Early Life Experiences That Encourage Lifelong Self-Care in Children
Author: Julie A. Morris
Oxford Languages describe self-care as, “the practice of taking action to preserve or improve one’s own health.” This means both physically and emotionally. Unfortunately, children don’t often learn how to promote wellness from within. As parents, it’s up to us to both model behaviors and teach actions that help our young ones flourish and prosper through life, starting with how they treat themselves.
Self-confidence is directly related to self-care. After all, you care for yourself, you’re more confident. There are many ways that you can instill confidence in even the youngest group. A few ideas include:
- Travel. Eat, Play, Travel has discussed how to keep children happy while traveling before, but the joy felt while traveling follows them through their lifetime. Kids who experience lots of different cultures will be less intimidated as they move into the adult world, where they are likely to run into people from all walks of life. They will likely also be more open to new experiences and less shy about trying new things around new people. Traveling helps kids break out of their comfort zone, particularly as they get older and head out for a solo sojourn.
- Give them chores. Okay, so chores aren’t necessarily fun, but having responsibilities from an early age is one of the greatest ways you can instill self-confidence in your kids. Further, offering them an allowance shows them a direct correlation between work and reward. Perhaps most importantly, doing chores teaches your kids valuable life skills, which they can learn in a safe place, allowing them to make mistakes without long-term consequences.
Erasing Negative Self-Image
According to Cleveland Clinic, self-image is developed during childhood. Children are mirrors for ourselves, so modeling best behaviors and practicing self-love from the time your children are born is crucial. A few ideas to help you and your children create a positive self-image, which is a form of self-care, include:
- Define and accept your positive qualities. Children today are overcome with social media, and they often believe that what they see on their screens reflects reality. This can leave them looking in the mirror seeing a “real” person and believing that this is inferior without realizing that their screen time is anything but reality. Help your children identify their positive qualities, such as intelligence, bravery, humor, athletic abilities, typing skills, and appreciativeness.
- Try new things. Trying new things not only boosts self-confidence in the moment, but it can also lead to feeling better about oneself long-term. For example, trying new foods when no one else will make a child a leader in their peer group. They will then have an opportunity to revel in the fact that they are ahead of their friends and fearless and they will also be in a better position to continue to lead and influence other people in a positive way throughout their teen and young adult years.
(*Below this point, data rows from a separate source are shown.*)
#[cfg(test)]
mod tests {
    use super::*;
    use crate::tools::{Tool, ToolOutput};
    use serde_json::{json, Value};
    use std::collections::VecDeque;
    use std::sync::Mutex;

    struct ScriptedClient {
        responses: Mutex<VecDeque<Result<MessagesResponse, GeneratorError>>>,
        requests: Mutex<Vec<MessagesRequest>>,
    }

    impl ScriptedClient {
        fn new(responses: Vec<Result<MessagesResponse, GeneratorError>>) -> Arc<Self> {
            Arc::new(Self {
                responses: Mutex::new(responses.into()),
                requests: Mutex::new(Vec::new()),
            })
        }

        fn requests(&self) -> Vec<MessagesRequest> {
            self.requests.lock().unwrap().clone()
        }
    }

    #[async_trait]
    impl LlmClient for ScriptedClient {
        async fn create_message(
            &self,
            request: &MessagesRequest,
        ) -> Result<MessagesResponse, GeneratorError> {
            self.requests.lock().unwrap().push(request.clone());
            self.responses
                .lock()
                .unwrap()
                .pop_front()
                .unwrap_or(Err(GeneratorError::NoContent))
        }
    }

    struct EchoTool;

    #[async_trait]
    impl Tool for EchoTool {
        fn name(&self) -> &str {
            "echo"
        }

        fn description(&self) -> &str {
            "Echo the query back"
        }

        fn input_schema(&self) -> Value {
            json!({"type": "object", "properties": {"query": {"type": "string"}}})
        }

        async fn execute(&self, input: Value) -> anyhow::Result<ToolOutput> {
            let query = input["query"].as_str().unwrap_or_default().to_string();
            Ok(ToolOutput {
                content: format!("echo: {}", query),
                sources: vec![Source {
                    text: "Course - Lesson 1".to_string(),
                    url: Some("https://example.com/1".to_string()),
                }],
                is_error: false,
            })
        }
    }

    struct BrokenTool;

    #[async_trait]
    impl Tool for BrokenTool {
        fn name(&self) -> &str {
            "broken"
        }

        fn description(&self) -> &str {
            "Always fails"
        }

        fn input_schema(&self) -> Value {
            json!({"type": "object"})
        }

        async fn execute(&self, _input: Value) -> anyhow::Result<ToolOutput> {
            anyhow::bail!("store unavailable")
        }
    }

    fn registry() -> ToolRegistry {
        let mut registry = ToolRegistry::new();
        registry.register(Box::new(EchoTool));
        registry.register(Box::new(BrokenTool));
        registry
    }

    fn tool_use(id: &str, name: &str, query: &str) -> MessagesResponse {
        MessagesResponse {
            id: String::new(),
            model: String::new(),
            content: vec![ContentBlock::ToolUse {
                id: id.to_string(),
                name: name.to_string(),
                input: json!({"query": query}),
            }],
            stop_reason: Some("tool_use".to_string()),
            usage: None,
        }
    }

    fn generator(client: Arc<ScriptedClient>, max_tool_rounds: usize) -> AiGenerator {
        let config = GenerationConfig {
            max_tool_rounds,
            ..GenerationConfig::default()
        };
        AiGenerator::new(client, &config)
    }

    #[tokio::test]
    async fn test_direct_answer_without_tools() {
        let client = ScriptedClient::new(vec![Ok(MessagesResponse::from_text("Paris."))]);
        let generation = generator(client.clone(), 2)
            .generate("Capital of France?", None, None, Some(&registry()))
            .await
            .unwrap();

        assert_eq!(generation.answer, "Paris.");
        assert!(generation.sources.is_empty());
        assert_eq!(generation.tool_calls, 0);

        let requests = client.requests();
        assert_eq!(requests.len(), 1);
        assert_eq!(requests[0].tools.len(), 2);
        assert_eq!(requests[0].tool_choice, Some(ToolChoice::Auto));
        assert_eq!(requests[0].temperature, 0.0);
        assert_eq!(requests[0].max_tokens, 800);
    }

    #[tokio::test]
    async fn test_single_tool_round() {
        let client = ScriptedClient::new(vec![
            Ok(tool_use("tu_1", "echo", "mcp")),
            Ok(MessagesResponse::from_text("MCP is a protocol.")),
        ]);
        let generation = generator(client.clone(), 2)
            .generate("What is MCP?", None, None, Some(&registry()))
            .await
            .unwrap();

        assert_eq!(generation.answer, "MCP is a protocol.");
        assert_eq!(generation.tool_calls, 1);
        assert_eq!(generation.sources.len(), 1);

        let requests = client.requests();
        assert_eq!(requests.len(), 2);
        let second = &requests[1].messages;
        assert_eq!(second.len(), 3);
        assert_eq!(second[1].role, Role::Assistant);
        assert_eq!(
            second[2].content,
            MessageContent::Blocks(vec![ContentBlock::ToolResult {
                tool_use_id: "tu_1".to_string(),
                content: "echo: mcp".to_string(),
                is_error: false,
            }])
        );
    }

    #[tokio::test]
    async fn test_round_limit_forces_final_answer() {
        let client = ScriptedClient::new(vec![
            Ok(tool_use("tu_1", "echo", "first")),
            Ok(tool_use("tu_2", "echo", "second")),
            Ok(MessagesResponse::from_text("Done.")),
        ]);
        let generation = generator(client.clone(), 2)
            .generate("Compare", None, None, Some(&registry()))
            .await
            .unwrap();

        assert_eq!(generation.answer, "Done.");
        assert_eq!(generation.tool_calls, 2);
        assert_eq!(generation.sources.len(), 1);

        let requests = client.requests();
        assert_eq!(requests.len(), 3);
        let last = &requests[2];
        assert_eq!(last.tool_choice, Some(ToolChoice::None));
        match &last.messages[4].content {
            MessageContent::Blocks(blocks) => {
                assert!(matches!(blocks.last(), Some(ContentBlock::Text { text }) if text == FINAL_ROUND_NOTE));
            }
            other => panic!("unexpected content: {:?}", other),
        }
    }

    #[tokio::test]
    async fn test_tool_use_stop_without_calls_is_final() {
        let mut response = MessagesResponse::from_text("Here is what I know.");
        response.stop_reason = Some("tool_use".to_string());
        let client = ScriptedClient::new(vec![Ok(response)]);
        let generation = generator(client.clone(), 2)
            .generate("q", None, None, Some(&registry()))
            .await
            .unwrap();
        assert_eq!(generation.answer, "Here is what I know.");
        assert_eq!(generation.tool_calls, 0);
        assert_eq!(client.requests().len(), 1);

        let mut empty = MessagesResponse::from_text("");
        empty.stop_reason = Some("tool_use".to_string());
        empty.content.clear();
        let client = ScriptedClient::new(vec![Ok(empty)]);
        let err = generator(client.clone(), 2)
            .generate("q", None, None, Some(&registry()))
            .await
            .unwrap_err();
        assert!(matches!(err, GeneratorError::NoContent));
        assert_eq!(client.requests().len(), 1);
    }

    #[tokio::test]
    async fn test_unknown_tool_is_reported_to_model() {
        let client = ScriptedClient::new(vec![
            Ok(tool_use("tu_1", "missing", "x")),
            Ok(MessagesResponse::from_text("Sorry.")),
        ]);
        generator(client.clone(), 2)
            .generate("q", None, None, Some(&registry()))
            .await
            .unwrap();

        let requests = client.requests();
        match &requests[1].messages[2].content {
            MessageContent::Blocks(blocks) => match &blocks[0] {
                ContentBlock::ToolResult { is_error, content, .. } => {
                    assert!(*is_error);
                    assert!(content.contains("not found"));
                }
                other => panic!("unexpected block: {:?}", other),
            },
            other => panic!("unexpected content: {:?}", other),
        }
    }

    #[tokio::test]
    async fn test_tool_failure_aborts() {
        let client = ScriptedClient::new(vec![Ok(tool_use("tu_1", "broken", "x"))]);
        let err = generator(client, 2)
            .generate("q", None, None, Some(&registry()))
            .await
            .unwrap_err();
        assert!(matches!(err, GeneratorError::Tool { ref name, .. } if name == "broken"));
    }

    #[tokio::test]
    async fn test_api_error_propagates() {
        let client = ScriptedClient::new(vec![Err(GeneratorError::RateLimited("slow down".into()))]);
        let err = generator(client, 2)
            .generate("q", None, None, None)
            .await
            .unwrap_err();
        assert!(matches!(err, GeneratorError::RateLimited(_)));
        assert!(err.is_retryable());
    }

    #[tokio::test]
    async fn test_empty_answer_is_an_error() {
        let client = ScriptedClient::new(vec![Ok(MessagesResponse::from_text("  "))]);
        let err = generator(client, 2)
            .generate("q", None, None, None)
            .await
            .unwrap_err();
        assert!(matches!(err, GeneratorError::NoContent));
    }

    #[tokio::test]
    async fn test_no_tools_sends_plain_request() {
        let client = ScriptedClient::new(vec![Ok(MessagesResponse::from_text("Hi"))]);
        generator(client.clone(), 2)
            .generate("q", None, None, Some(&ToolRegistry::new()))
            .await
            .unwrap();
        let requests = client.requests();
        assert!(requests[0].tools.is_empty());
        assert_eq!(requests[0].tool_choice, None);
    }

    #[test]
    fn test_system_prompt_sections() {
        assert_eq!(AiGenerator::system_prompt(None, None), SYSTEM_PROMPT);
        let system = AiGenerator::system_prompt(Some("User: hi\nAssistant: hello"), Some("ctx"));
        assert!(system.contains("\n\nPrevious conversation:\nUser: hi\nAssistant: hello"));
        assert!(system.ends_with("\n\nRelevant course material:\nctx"));
        assert_eq!(AiGenerator::system_prompt(Some(""), Some(" ")), SYSTEM_PROMPT);
    }
}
Self-care is also in the actions that we take to make ourselves look and feel our very best. A few ideas that you can do with kids include:
- Go for pedicures. Sally Beauty explains that pedicures control calluses, improve circulation, and ensure neat and trimmed nails, all while keeping the feet cute and clean.
- Insist on plenty of sleep. Kids need anywhere from nine to 14 hours of sleep, so establish a healthy sleeping routine, and stick to it.
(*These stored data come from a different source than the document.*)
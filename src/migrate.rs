use anyhow::Result;
use sqlx::SqlitePool;

use crate::config::Config;
use crate::db;

/// Create the database file and schema, then close the pool.
pub async fn run_migrations(config: &Config) -> Result<()> {
    let pool = db::connect(config).await?;
    migrate(&pool).await?;
    pool.close().await;
    Ok(())
}

/// Idempotent schema creation.
pub async fn migrate(pool: &SqlitePool) -> Result<()> {
    // Course catalog: one row per course, with its title embedding.
    sqlx::query(
        r#"
        CREATE TABLE IF NOT EXISTS courses (
            title TEXT PRIMARY KEY,
            course_link TEXT,
            instructor TEXT,
            fingerprint TEXT NOT NULL,
            embedding BLOB NOT NULL,
            updated_at INTEGER NOT NULL
        )
        "#,
    )
    .execute(pool)
    .await?;

    sqlx::query(
        r#"
        CREATE TABLE IF NOT EXISTS lessons (
            course_title TEXT NOT NULL,
            lesson_number INTEGER NOT NULL,
            title TEXT NOT NULL,
            lesson_link TEXT,
            PRIMARY KEY (course_title, lesson_number),
            FOREIGN KEY (course_title) REFERENCES courses(title) ON DELETE CASCADE
        )
        "#,
    )
    .execute(pool)
    .await?;

    // Course content: chunk text plus its embedding.
    sqlx::query(
        r#"
        CREATE TABLE IF NOT EXISTS chunks (
            course_title TEXT NOT NULL,
            chunk_index INTEGER NOT NULL,
            lesson_number INTEGER,
            content TEXT NOT NULL,
            embedding BLOB NOT NULL,
            PRIMARY KEY (course_title, chunk_index),
            FOREIGN KEY (course_title) REFERENCES courses(title) ON DELETE CASCADE
        )
        "#,
    )
    .execute(pool)
    .await?;

    // Embedding model and dims every stored vector was produced with.
    sqlx::query(
        r#"
        CREATE TABLE IF NOT EXISTS index_meta (
            id INTEGER PRIMARY KEY CHECK (id = 1),
            model TEXT NOT NULL,
            dims INTEGER NOT NULL
        )
        "#,
    )
    .execute(pool)
    .await?;

    sqlx::query(
        "CREATE INDEX IF NOT EXISTS idx_chunks_lesson ON chunks(course_title, lesson_number)",
    )
    .execute(pool)
    .await?;

    Ok(())
}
- Listen to music. Music can change the mood of any situation. If your kids need to calm down, put on something slow and mellow. Need them to wake up in the morning? Pop, rock, and dance to the rescue.
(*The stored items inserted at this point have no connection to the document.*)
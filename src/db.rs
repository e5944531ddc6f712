use anyhow::{Context, Result};
use sqlx::sqlite::{SqliteConnectOptions, SqliteJournalMode, SqlitePool, SqlitePoolOptions};
use std::str::FromStr;

use crate::config::Config;

/// Open (creating if needed) the course index database in WAL mode.
pub async fn connect(config: &Config) -> Result<SqlitePool> {
    let db_path = &config.db.path;

    if let Some(parent) = db_path.parent() {
        std::fs::create_dir_all(parent)
            .with_context(|| format!("Failed to create {}", parent.display()))?;
    }

    let options = SqliteConnectOptions::from_str(&format!("sqlite:{}", db_path.display()))?
        .create_if_missing(true)
        .foreign_keys(true)
        .journal_mode(SqliteJournalMode::Wal);

    let pool = SqlitePoolOptions::new()
        .max_connections(5)
        .connect_with(options)
        .await?;

    Ok(pool)
}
- Eat well. Food is the fuel that pushes the body and mind forward. Eat healthy but also don’t be shy about indulging in the occasional treat.
Ultimately, the behaviors that we model today reflect in our children throughout their lives. If you want your children to take care of themselves, show them how. The above ideas can help, and you may just find that equipping your children with the experiences they need as adults now will improve their self-esteem and ability to recognize when they need to give themselves a bit of extra pampering.